“Ei incumbit probatio qui dicit, non qui negat”
~ “The burden of proof is on the one who declares, not on the one who denies.”
This research paper is about the most important piece of legislature that is present in the Indian judicial system right now. Yet, not given much importance when compared to other criminal legislations and codes such as IPC, Cr.P.C. evidences are all those facts and circumstances which when combined can make a situation clear regarding a given problem or a situation. In this study and critical analysis of one of the most important gospels of the evidence system, we will learn about the evidence which is improper and not admissible in the court of law and the factors relating to the Admission and Confession.
The Indian Evidence Act, of 1872 crystallizes all the statutory details of the same stated above. In furtherance to that we are going to be talking about the clear rejection of the Evidence and on what grounds those evidences are deemed to be non – admissible in the Hon’ble court of law. This study is based on the real based situations which are currently in practice at the time and what is the procedure used for the same.
KEYWORDS: Evidence, Facts, Corroboration, Admission, Confession
“Take nothing on its looks; take everything on evidence. There is no better rule.”
The Indian Evidence Act, of 1872 was passed to guarantee a free and fair trial and to provide justice based on evidence and not based on caste, creed, gender, power, position or money.
This act applies to all courts and all civil and criminal cases to clarify the principles of evidence, its weightage and what evidence are admissible and what evidence is not admissible in the Hon’ble Court of Law to have a fair and speedy trial of the suit and not squander the precious time of the court.
“Admission” in very basic language can be defined easily as “A STATEMENT OF A PERSON THROUGH WHICH THE OTHER PERSON CAN DRAW A RESULT FOR A FACT OR A CIRCUMSTANCE”.

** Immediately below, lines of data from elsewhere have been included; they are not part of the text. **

//! Variant analysis (spec §4.2.5, glossary "happy path"): groups
//! traces by activity sequence, ranks by frequency, and designates the
//! most-frequent non-rework path as the happy path.

use std::collections::BTreeMap;

use serde::{Deserialize, Serialize};

use crate::event_log::EventLog;

#[derive(Debug, Clone, Serialize, Deserialize)]
pub struct Variant {
    pub sequence: Vec<String>,
    pub case_ids: Vec<String>,
    pub frequency: usize,
    pub has_repetition: bool,
}

#[derive(Debug, Clone, Serialize, Deserialize)]
pub struct VariantAnalysisResult {
    pub variants: Vec<Variant>,
    pub variant_count: usize,
    pub happy_path: Option<Vec<String>>,
    pub happy_path_rate: f64,
}

impl VariantAnalysisResult {
    pub fn summary(&self) -> String {
        format!(
            "{} variants, happy path rate {:.1}%",
            self.variant_count, self.happy_path_rate
        )
    }

    pub fn to_serializable(&self) -> serde_json::Value {
        serde_json::to_value(self).unwrap_or(serde_json::Value::Null)
    }
}

#[derive(Debug, Default)]
pub struct VariantAnalyzer;

impl VariantAnalyzer {
    pub fn new() -> Self {
        Self
    }

    pub fn analyze(&self, log: &EventLog) -> VariantAnalysisResult {
        let mut grouped: BTreeMap<Vec<String>, Vec<String>> = BTreeMap::new();

        for trace in log.sorted_traces() {
            let sequence: Vec<String> = trace.activities().into_iter().map(String::from).collect();
            grouped.entry(sequence).or_default().push(trace.case_id.clone());
        }

        let mut variants: Vec<Variant> = grouped
            .into_iter()
            .map(|(sequence, case_ids)| {
                let has_repetition = {
                    let mut seen = std::collections::BTreeSet::new();
                    sequence.iter().any(|a| !seen.insert(a.clone()))
                };
                Variant {
                    frequency: case_ids.len(),
                    case_ids,
                    has_repetition,
                    sequence,
                }
            })
            .collect();
        variants.sort_by(|a, b| b.frequency.cmp(&a.frequency).then(a.sequence.cmp(&b.sequence)));

        let happy_path = variants
            .iter()
            .find(|v| !v.has_repetition)
            .map(|v| v.sequence.clone());

        let total_cases: usize = variants.iter().map(|v| v.frequency).sum();
        let happy_path_cases = happy_path
            .as_ref()
            .map(|seq| {
                variants
                    .iter()
                    .find(|v| &v.sequence == seq)
                    .map(|v| v.frequency)
                    .unwrap_or(0)
            })
            .unwrap_or(0);
        let happy_path_rate = if total_cases == 0 {
            0.0
        } else {
            (happy_path_cases as f64 / total_cases as f64) * 100.0
        };

        VariantAnalysisResult {
            variant_count: variants.len(),
            happy_path,
            happy_path_rate,
            variants,
        }
    }
}

#[cfg(test)]
mod tests {
    use super::*;
    use crate::event_log::{Event, EventLogBuilder};
    use chrono::{TimeZone, Utc};

    #[test]
    fn most_frequent_path_without_repetition_is_happy_path() {
        let mut builder = EventLogBuilder::new("test");
        let base = Utc.with_ymd_and_hms(2024, 1, 1, 0, 0, 0).unwrap();
        for i in 0..7 {
            let case = format!("C{i}");
            builder.add_event(&case, Event::new("A", base));
            builder.add_event(&case, Event::new("B", base + chrono::Duration::hours(1)));
        }
        for i in 7..10 {
            let case = format!("C{i}");
            builder.add_event(&case, Event::new("A", base));
            builder.add_event(&case, Event::new("A", base + chrono::Duration::hours(1)));
            builder.add_event(&case, Event::new("B", base + chrono::Duration::hours(2)));
        }
        let log = builder.build();
        let result = VariantAnalyzer::new().analyze(&log);
        assert_eq!(result.variant_count, 2);
        assert_eq!(result.happy_path, Some(vec!["A".to_string(), "B".to_string()]));
        assert_eq!(result.happy_path_rate, 70.0);
    }

    #[test]
    fn empty_log_has_zero_variants() {
        let log = EventLog::new("empty");
        let result = VariantAnalyzer::new().analyze(&log);
        assert_eq!(result.variant_count, 0);
        assert_eq!(result.happy_path_rate, 0.0);
    }
}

Admission primarily is of 2 types that can be in documented form or can be in oral form as well (electrical forms are also valid admission)
In other words, admission means any kind of evidence made so that the court can draw a final opinion on a particular subject matter. Not all statements of a person can be deemed as an admission for a particular situation, are taken as a whole in a court of law and cannot be examined independently.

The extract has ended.